◆ **Your instructions**
Show each line of the records in which the word "IdentifierError" occurs.

◆ **Stored data entries**
___

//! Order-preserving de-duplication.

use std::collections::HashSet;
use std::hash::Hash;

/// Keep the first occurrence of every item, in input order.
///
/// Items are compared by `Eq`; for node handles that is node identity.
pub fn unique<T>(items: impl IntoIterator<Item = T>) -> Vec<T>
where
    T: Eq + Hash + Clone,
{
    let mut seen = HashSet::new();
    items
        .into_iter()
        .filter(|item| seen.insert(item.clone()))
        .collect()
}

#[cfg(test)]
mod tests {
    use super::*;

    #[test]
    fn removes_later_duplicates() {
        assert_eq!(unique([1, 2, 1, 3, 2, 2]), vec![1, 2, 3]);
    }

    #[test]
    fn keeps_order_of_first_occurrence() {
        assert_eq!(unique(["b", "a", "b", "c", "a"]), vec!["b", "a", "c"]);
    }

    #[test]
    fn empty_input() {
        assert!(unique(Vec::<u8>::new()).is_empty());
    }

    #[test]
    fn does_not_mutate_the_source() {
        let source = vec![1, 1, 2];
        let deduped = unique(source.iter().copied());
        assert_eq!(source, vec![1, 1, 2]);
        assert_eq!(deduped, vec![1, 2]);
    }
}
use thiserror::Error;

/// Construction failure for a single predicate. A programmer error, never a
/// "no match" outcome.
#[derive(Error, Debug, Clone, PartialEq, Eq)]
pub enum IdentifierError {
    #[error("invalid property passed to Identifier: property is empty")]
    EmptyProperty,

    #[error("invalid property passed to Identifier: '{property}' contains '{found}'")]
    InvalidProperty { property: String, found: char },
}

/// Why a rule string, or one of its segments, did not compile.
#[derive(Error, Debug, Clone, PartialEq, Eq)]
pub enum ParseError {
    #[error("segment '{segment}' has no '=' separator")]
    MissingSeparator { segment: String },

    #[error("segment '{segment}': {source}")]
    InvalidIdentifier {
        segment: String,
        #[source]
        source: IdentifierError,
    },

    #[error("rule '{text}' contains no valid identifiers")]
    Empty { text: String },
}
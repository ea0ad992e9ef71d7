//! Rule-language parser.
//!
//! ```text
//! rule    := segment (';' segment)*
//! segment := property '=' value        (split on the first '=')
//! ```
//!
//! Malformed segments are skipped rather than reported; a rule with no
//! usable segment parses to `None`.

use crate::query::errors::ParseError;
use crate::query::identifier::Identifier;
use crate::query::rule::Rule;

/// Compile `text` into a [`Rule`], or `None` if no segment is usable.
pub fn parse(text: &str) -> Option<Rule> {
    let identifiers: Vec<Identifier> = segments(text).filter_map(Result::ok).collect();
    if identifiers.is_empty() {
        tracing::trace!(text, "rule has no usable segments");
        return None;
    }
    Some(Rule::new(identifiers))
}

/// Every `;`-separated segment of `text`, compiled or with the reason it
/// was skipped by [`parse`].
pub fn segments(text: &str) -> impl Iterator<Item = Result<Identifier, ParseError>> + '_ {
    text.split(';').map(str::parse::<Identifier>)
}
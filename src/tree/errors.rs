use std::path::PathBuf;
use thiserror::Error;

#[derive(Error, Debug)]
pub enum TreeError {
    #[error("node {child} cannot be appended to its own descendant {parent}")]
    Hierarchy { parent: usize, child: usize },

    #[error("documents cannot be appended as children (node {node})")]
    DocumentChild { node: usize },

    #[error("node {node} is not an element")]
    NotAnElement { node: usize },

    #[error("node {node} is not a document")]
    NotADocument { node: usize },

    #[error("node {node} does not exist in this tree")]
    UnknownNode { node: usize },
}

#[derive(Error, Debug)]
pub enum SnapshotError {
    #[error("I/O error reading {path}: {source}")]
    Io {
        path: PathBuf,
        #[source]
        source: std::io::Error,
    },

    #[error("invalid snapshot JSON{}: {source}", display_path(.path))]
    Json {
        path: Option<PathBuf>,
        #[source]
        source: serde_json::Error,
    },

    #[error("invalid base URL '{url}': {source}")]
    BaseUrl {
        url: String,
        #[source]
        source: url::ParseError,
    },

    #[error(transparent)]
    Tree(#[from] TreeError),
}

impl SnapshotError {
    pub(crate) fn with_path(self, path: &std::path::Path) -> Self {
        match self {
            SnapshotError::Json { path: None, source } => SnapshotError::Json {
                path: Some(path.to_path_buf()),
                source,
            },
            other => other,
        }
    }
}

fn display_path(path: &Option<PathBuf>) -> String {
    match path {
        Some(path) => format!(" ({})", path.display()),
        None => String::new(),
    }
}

___

◆ **Response**
pub enum IdentifierError {
        source: IdentifierError,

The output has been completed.